The Mayo Clinic describes a
hoarder as a person who survives in cluttered living spaces, moves items from
one pile to another without the ability to throw anything away, acquires
seemingly useless items, empty boxes, wrappers, trash, newspapers, magazines,
bits of paper, discarded old toys, ratty clothes, household supplies, and spoiled
food. Such a hoarder would buy, search for, and store items of little to no
value.
It is alleged that there are
more males than females who exhibit such a disorder and 2-6% of the population
exhibits hoarding disorders. Causes of hoarding may include heredity, brain
damage, serotonin issues, and other medical conditions.
The primary fears of the disposophobic
are losing things and disposing of useless personal possessions.
Merriam Webster dictionary
defines hoarding as a psychological compulsion to continually accumulate a variety
of items often considered worthless by others coupled with an inability to
discard the items without great distress. Such distress affects the hoarder’s
health, career, and relationships with family members and others.
A person with dementia is
more likely to hoard because of the anxiety that he/she might lose something.

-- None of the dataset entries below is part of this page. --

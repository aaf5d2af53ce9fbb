//! Kernel heap: a fixed virtual window backed by frames drawn from the
//! physical allocator, managed by a free-list allocator and exposed as the
//! crate's `#[global_allocator]` so `alloc::{vec, boxed, collections}` work
//! throughout the kernel.

use super::vmem::x86::EntryFlags;
use super::{pages_for, vmem, PAGE_SIZE};
use linked_list_allocator::LockedHeap;

/// Virtual base of the kernel heap, chosen well above the kernel image and
/// below the identity-mapped physical window so the two never collide.
pub const HEAP_BASE: u32 = 0x4000_0000;
/// Initial heap size. Growth beyond this is not implemented; the frame
/// allocator's pool is small enough on the target machines this kernel
/// supports that a fixed heap is sufficient.
pub const HEAP_SIZE: usize = 4 * 1024 * 1024;

#[global_allocator]
static ALLOCATOR: LockedHeap = LockedHeap::empty();

/// Maps the heap window and hands it to the global allocator. Must run
/// after [`vmem::init`].
pub fn init() {
	let pages = pages_for(HEAP_SIZE);
	for i in 0..pages {
		let frame = super::frame::alloc_frame().expect("no memory for kernel heap");
		vmem::map_kernel_range(
			HEAP_BASE + (i * PAGE_SIZE) as u32,
			frame as u32,
			1,
			EntryFlags::WRITABLE,
		)
		.expect("failed to map kernel heap page");
	}
	unsafe {
		ALLOCATOR.lock().init(HEAP_BASE as *mut u8, HEAP_SIZE);
	}
}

At the same time, piles of belongings may give them comfort. Alzheimer’s
patients often hide the things they hoard, forget where they put them, and then
accuse family or imaginary people of having taken them – food, clothing, money,
and other possessions they deem valuable.
In our society, food
hoarding occurs in children for reasons of neglect, deprivation, chaotic or
disrupted home environments, difficulties in schools, disordered eating, and
other psychological problems. Most adults hoard and hide food due to an eating
disorder.
Adults who survived food
deprivation under communist regimes where food shortages and famine were
common, tended to hoard food to divide it among loved ones to make sure they had
something to eat even during hard times when pantry and store shelves were bare,
and food could not be bought or found. The intent was to avoid starvation.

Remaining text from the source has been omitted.